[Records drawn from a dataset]
╭──

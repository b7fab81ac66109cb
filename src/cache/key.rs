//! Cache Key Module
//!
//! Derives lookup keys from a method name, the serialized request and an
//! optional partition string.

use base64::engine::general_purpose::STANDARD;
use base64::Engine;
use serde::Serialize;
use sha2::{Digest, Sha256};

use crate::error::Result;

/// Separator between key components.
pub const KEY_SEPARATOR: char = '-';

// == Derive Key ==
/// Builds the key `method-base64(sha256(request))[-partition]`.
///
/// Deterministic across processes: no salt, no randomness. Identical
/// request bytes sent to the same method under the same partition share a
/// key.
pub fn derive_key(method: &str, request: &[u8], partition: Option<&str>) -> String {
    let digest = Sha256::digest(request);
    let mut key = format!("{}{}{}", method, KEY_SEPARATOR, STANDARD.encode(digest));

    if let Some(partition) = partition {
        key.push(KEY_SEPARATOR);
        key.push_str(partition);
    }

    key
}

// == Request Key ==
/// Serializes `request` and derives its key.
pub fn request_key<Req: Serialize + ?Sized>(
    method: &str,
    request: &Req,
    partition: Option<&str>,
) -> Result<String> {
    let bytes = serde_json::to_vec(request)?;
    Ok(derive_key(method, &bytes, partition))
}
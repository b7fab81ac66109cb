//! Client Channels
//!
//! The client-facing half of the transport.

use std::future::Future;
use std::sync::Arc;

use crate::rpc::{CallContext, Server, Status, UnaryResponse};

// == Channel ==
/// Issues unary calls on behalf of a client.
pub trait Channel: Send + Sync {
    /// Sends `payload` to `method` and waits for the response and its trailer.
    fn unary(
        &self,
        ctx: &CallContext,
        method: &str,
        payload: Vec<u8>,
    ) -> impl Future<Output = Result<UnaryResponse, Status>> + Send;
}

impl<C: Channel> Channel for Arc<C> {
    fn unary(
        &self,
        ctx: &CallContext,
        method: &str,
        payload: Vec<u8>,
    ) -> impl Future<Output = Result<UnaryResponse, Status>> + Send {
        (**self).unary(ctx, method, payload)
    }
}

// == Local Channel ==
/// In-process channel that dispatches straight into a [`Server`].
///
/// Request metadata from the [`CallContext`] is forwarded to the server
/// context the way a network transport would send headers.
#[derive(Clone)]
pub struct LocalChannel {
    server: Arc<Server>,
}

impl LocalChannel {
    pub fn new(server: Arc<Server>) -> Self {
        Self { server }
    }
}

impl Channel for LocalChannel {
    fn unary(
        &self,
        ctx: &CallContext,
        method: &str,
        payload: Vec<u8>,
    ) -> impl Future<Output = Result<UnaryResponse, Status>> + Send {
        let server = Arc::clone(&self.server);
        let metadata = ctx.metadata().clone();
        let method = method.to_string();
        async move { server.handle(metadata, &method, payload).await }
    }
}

╰──

**TASK DESCRIPTION**.
There is a line with "Cache Key Module" and a line with "let digest = Sha256::digest(request);" above. Copy exactly those two lines and all lines between them, with nothing else.

**WRITTEN RESPONSE**.
//! Cache Key Module
//!
//! Derives lookup keys from a method name, the serialized request and an
//! optional partition string.

use base64::engine::general_purpose::STANDARD;
use base64::Engine;
use serde::Serialize;
use sha2::{Digest, Sha256};

use crate::error::Result;

/// Separator between key components.
pub const KEY_SEPARATOR: char = '-';

// == Derive Key ==
/// Builds the key `method-base64(sha256(request))[-partition]`.
///
/// Deterministic across processes: no salt, no randomness. Identical
/// request bytes sent to the same method under the same partition share a
/// key.
pub fn derive_key(method: &str, request: &[u8], partition: Option<&str>) -> String {
    let digest = Sha256::digest(request);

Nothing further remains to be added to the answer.